• [What is expected] Give the records again, every one, exactly.

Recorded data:
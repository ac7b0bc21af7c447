use chrono::{DateTime, Utc};
use serde::{Deserialize, Serialize};

/// Order lifecycle: at most one Draft order exists at a time (the singleton
/// cart); Draft -> Purchased is irreversible and a fresh Draft is implicitly
/// available again afterwards.
#[derive(Debug, Clone, Copy, PartialEq, Eq, Serialize, Deserialize)]
#[serde(rename_all = "SCREAMING_SNAKE_CASE")]
pub enum PurchaseStatus {
    Draft,
    Purchased,
}

impl PurchaseStatus {
    pub fn code(self) -> i32 {
        match self {
            PurchaseStatus::Draft => 0,
            PurchaseStatus::Purchased => 1,
        }
    }

    pub fn from_code(code: i32) -> Option<Self> {
        match code {
            0 => Some(PurchaseStatus::Draft),
            1 => Some(PurchaseStatus::Purchased),
            _ => None,
        }
    }
}

impl std::fmt::Display for PurchaseStatus {
    fn fmt(&self, f: &mut std::fmt::Formatter<'_>) -> std::fmt::Result {
        match self {
            PurchaseStatus::Draft => write!(f, "DRAFT"),
            PurchaseStatus::Purchased => write!(f, "PURCHASED"),
        }
    }
}

/// A cart or order line. Only the ingredient id and a display name are
/// guaranteed; the full catalog entry may no longer exist.
#[derive(Debug, Clone, PartialEq)]
pub struct PurchaseOrderItem {
    pub ingredient_id: i64,
    pub ingredient_name: String,
}

/// A purchase order: the Draft singleton cart, or an immutable Purchased
/// history record. Items are lazily resolved for history rows.
#[derive(Debug, Clone, PartialEq)]
pub struct PurchaseOrder {
    pub id: i64,
    pub status: PurchaseStatus,
    pub items: Vec<PurchaseOrderItem>,
    pub total_cost: f64,
    pub remark: Option<String>,
    pub create_time: Option<DateTime<Utc>>,
    pub update_time: Option<DateTime<Utc>>,
}

impl PurchaseOrder {
    /// Constructor for data already held by the backend (no validation).
    pub fn from_gateway(
        id: i64,
        status: PurchaseStatus,
        items: Vec<PurchaseOrderItem>,
        total_cost: f64,
        remark: Option<String>,
        create_time: Option<DateTime<Utc>>,
        update_time: Option<DateTime<Utc>>,
    ) -> Self {
        Self {
            id,
            status,
            items,
            total_cost,
            remark,
            create_time,
            update_time,
        }
    }

    pub fn ingredient_ids(&self) -> Vec<i64> {
        self.items.iter().map(|item| item.ingredient_id).collect()
    }
}

#[cfg(test)]
mod tests {
    use super::*;

    #[test]
    fn should_round_trip_status_codes() {
        for status in [PurchaseStatus::Draft, PurchaseStatus::Purchased] {
            assert_eq!(PurchaseStatus::from_code(status.code()), Some(status));
        }
        assert_eq!(PurchaseStatus::from_code(2), None);
    }

    #[test]
    fn should_list_ingredient_ids_in_item_order() {
        let order = PurchaseOrder::from_gateway(
            1,
            PurchaseStatus::Draft,
            vec![
                PurchaseOrderItem {
                    ingredient_id: 3,
                    ingredient_name: "Rice".to_string(),
                },
                PurchaseOrderItem {
                    ingredient_id: 1,
                    ingredient_name: "Tomato".to_string(),
                },
            ],
            0.0,
            None,
            None,
            None,
        );

        assert_eq!(order.ingredient_ids(), vec![3, 1]);
    }
}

• [Task output]
repository ac7b0bc21af7c447
use chrono::{DateTime, Utc};
use serde::{Deserialize, Serialize};

/// Order lifecycle: at most one Draft order exists at a time (the singleton
/// cart); Draft -> Purchased is irreversible and a fresh Draft is implicitly
/// available again afterwards.
#[derive(Debug, Clone, Copy, PartialEq, Eq, Serialize, Deserialize)]
#[serde(rename_all = "SCREAMING_SNAKE_CASE")]
pub enum PurchaseStatus {
    Draft,
    Purchased,
}

impl PurchaseStatus {
    pub fn code(self) -> i32 {
        match self {
            PurchaseStatus::Draft => 0,
            PurchaseStatus::Purchased => 1,
        }
    }

    pub fn from_code(code: i32) -> Option<Self> {
        match code {
            0 => Some(PurchaseStatus::Draft),
            1 => Some(PurchaseStatus::Purchased),
            _ => None,
        }
    }
}

impl std::fmt::Display for PurchaseStatus {
    fn fmt(&self, f: &mut std::fmt::Formatter<'_>) -> std::fmt::Result {
        match self {
            PurchaseStatus::Draft => write!(f, "DRAFT"),
            PurchaseStatus::Purchased => write!(f, "PURCHASED"),
        }
    }
}

/// A cart or order line. Only the ingredient id and a display name are
/// guaranteed; the full catalog entry may no longer exist.
#[derive(Debug, Clone, PartialEq)]
pub struct PurchaseOrderItem {
    pub ingredient_id: i64,
    pub ingredient_name: String,
}

/// A purchase order: the Draft singleton cart, or an immutable Purchased
/// history record. Items are lazily resolved for history rows.
#[derive(Debug, Clone, PartialEq)]
pub struct PurchaseOrder {
    pub id: i64,
    pub status: PurchaseStatus,
    pub items: Vec<PurchaseOrderItem>,
    pub total_cost: f64,
    pub remark: Option<String>,
    pub create_time: Option<DateTime<Utc>>,
    pub update_time: Option<DateTime<Utc>>,
}

impl PurchaseOrder {
    /// Constructor for data already held by the backend (no validation).
    pub fn from_gateway(
        id: i64,
        status: PurchaseStatus,
        items: Vec<PurchaseOrderItem>,
        total_cost: f64,
        remark: Option<String>,
        create_time: Option<DateTime<Utc>>,
        update_time: Option<DateTime<Utc>>,
    ) -> Self {
        Self {
            id,
            status,
            items,
            total_cost,
            remark,
            create_time,
            update_time,
        }
    }

    pub fn ingredient_ids(&self) -> Vec<i64> {
        self.items.iter().map(|item| item.ingredient_id).collect()
    }
}

#[cfg(test)]
mod tests {
    use super::*;

    #[test]
    fn should_round_trip_status_codes() {
        for status in [PurchaseStatus::Draft, PurchaseStatus::Purchased] {
            assert_eq!(PurchaseStatus::from_code(status.code()), Some(status));
        }
        assert_eq!(PurchaseStatus::from_code(2), None);
    }

    #[test]
    fn should_list_ingredient_ids_in_item_order() {
        let order = PurchaseOrder::from_gateway(
            1,
            PurchaseStatus::Draft,
            vec![
                PurchaseOrderItem {
                    ingredient_id: 3,
                    ingredient_name: "Rice".to_string(),
                },
                PurchaseOrderItem {
                    ingredient_id: 1,
                    ingredient_name: "Tomato".to_string(),
                },
            ],
            0.0,
            None,
            None,
            None,
        );

        assert_eq!(order.ingredient_ids(), vec![3, 1]);
    }
}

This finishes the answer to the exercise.